С детства Меррил не знал финансовых проблем. Его отец, Чарльз Меррил, был одним из богатейших воротил Уолл-стрита. Мальчик воспитывался в основном гувернанткой-француженкой (оказавшейся в конечном счете немкой – см. стихотворение); когда Джеймсу исполнилось десять лет, его родители развелись. Он закончил Амхерстский колледж, защитил диплом по Прусту, писал стихи, путешествовал по Европе, страдал от комплексов, связанных с гомосексуальностью, – пока в середине 1950-х годов не познакомился с Дэвидом Джексоном, ставшим его другом почти на три десятилетия, и не поселился с ним сначала в Амхерсте, потом в Стонингтоне, штат Коннектикут. К 1970-м годам Меррил был признан одним из лучших американских поэтов, к концу жизни – почти классиком.
Стихотворение «Потери перевода» (Lost in Translation) привлекло меня прежде всего своим названием. Вчитавшись, я увидел, что оно – как подарочная коробка, внутри которой другая коробка, завернутая в цветную бумагу, внутри которой еще одна коробочка и так далее… Перевести такое стихотворение – значит включиться в ту же игру. Написать предисловие к своему переводу, то есть написать о поэте (Мерриле), который пишет о другом поэте (Рильке), переводившем еще другого поэта (Валери) – все равно что нарисовать человека, который держит под мышкой портрет другого человека (повернутого на 90 градусов по часовой стрелке), держащего под мышкой портрет третьего человека (повернутого еще на 90 градусов дальше), держащего под мышкой четвертого (тоже повернутого). Тут и впрямь голова может закружиться.
На первый взгляд, эти стихи – лишь фрагменты воспоминаний. Мальчик, проводящий лето в усадьбе со своей французской гувернанткой, ожидает прибытия новой головоломки: забавы, к которой он недавно пристрастился. Вожделенный ящик приходит, и они с «Мадмуазель» начинают выкладывать загадочную картинку, приехавшую из мастерской головоломок, помещающейся где-то в Нью-Йорке в районе 60-х улиц.
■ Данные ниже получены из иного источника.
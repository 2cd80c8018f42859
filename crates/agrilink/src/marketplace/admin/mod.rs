//! Credential-gated audit access across every store collection.
//!
//! There is no elevated session: every call re-verifies the credentials.
//! Deletes are unconditional and cascade nothing; readers of the affected
//! collections tolerate the resulting orphans.

pub mod domain;
pub mod repository;
pub mod router;
pub mod service;

pub use domain::TableName;
pub use repository::AuditStore;
pub use router::admin_router;
pub use service::{AdminCredentials, AdminError, AdminService};
use std::sync::Arc;

use axum::{
    extract::{Path, State},
    http::{HeaderMap, StatusCode},
    response::{IntoResponse, Response},
    routing::{get, put},
    Router,
};
use serde_json::json;

use super::domain::ProfileDraft;
use super::repository::ProfileRepository;
use super::service::{ProfileError, ProfileService};
use crate::marketplace::identity::router::require_actor;
use crate::marketplace::identity::{ActorResolver, UserId};

/// Shared state for the profile endpoints.
pub struct ProfilesRouterState<P, R> {
    pub profiles: Arc<ProfileService<P>>,
    pub actors: Arc<R>,
}

/// Router builder for labourer profiles.
pub fn profiles_router<P, R>(state: Arc<ProfilesRouterState<P, R>>) -> Router
where
    P: ProfileRepository + 'static,
    R: ActorResolver + 'static,
{
    Router::new()
        .route("/api/v1/profile", put(upsert_profile_handler::<P, R>))
        .route(
            "/api/v1/profiles/:labourer_id",
            get(profile_handler::<P, R>),
        )
        .with_state(state)
}

pub(crate) async fn upsert_profile_handler<P, R>(
    State(state): State<Arc<ProfilesRouterState<P, R>>>,
    headers: HeaderMap,
    axum::Json(draft): axum::Json<ProfileDraft>,
) -> Response
where
    P: ProfileRepository + 'static,
    R: ActorResolver + 'static,
{
    let actor = match require_actor(state.actors.as_ref(), &headers) {
        Ok(actor) => actor,
        Err(response) => return response,
    };
    match state.profiles.upsert_profile(actor, draft) {
        Ok(profile) => (StatusCode::OK, axum::Json(profile)).into_response(),
        Err(err) => profile_error_response(err),
    }
}

pub(crate) async fn profile_handler<P, R>(
    State(state): State<Arc<ProfilesRouterState<P, R>>>,
    Path(labourer_id): Path<u64>,
) -> Response
where
    P: ProfileRepository + 'static,
    R: ActorResolver + 'static,
{
    match state.profiles.profile(UserId(labourer_id)) {
        Ok(Some(profile)) => (StatusCode::OK, axum::Json(profile)).into_response(),
        Ok(None) => profile_error_response(ProfileError::NotFound),
        Err(err) => profile_error_response(err),
    }
}

fn profile_error_response(err: ProfileError) -> Response {
    let status = match &err {
        ProfileError::Forbidden => StatusCode::FORBIDDEN,
        ProfileError::NotFound => StatusCode::NOT_FOUND,
        ProfileError::Repository(_) => StatusCode::INTERNAL_SERVER_ERROR,
    };
    let payload = json!({ "error": err.to_string() });
    (status, axum::Json(payload)).into_response()
}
Концепт легко прочитывается: жизнь человеческая – головоломка; смысл ее прояснится лишь в самом конце; изменить в ней ничего невозможно, ведь она составлена заранее и не нами. Вот почему мы так жаждем каждого нового фрагмента мозаики, вот почему так мучаемся из-за недостающего кусочка пазла. Но так волшебно следить, как приоткрывается неведомое будущее, как одно прилаживается к другому!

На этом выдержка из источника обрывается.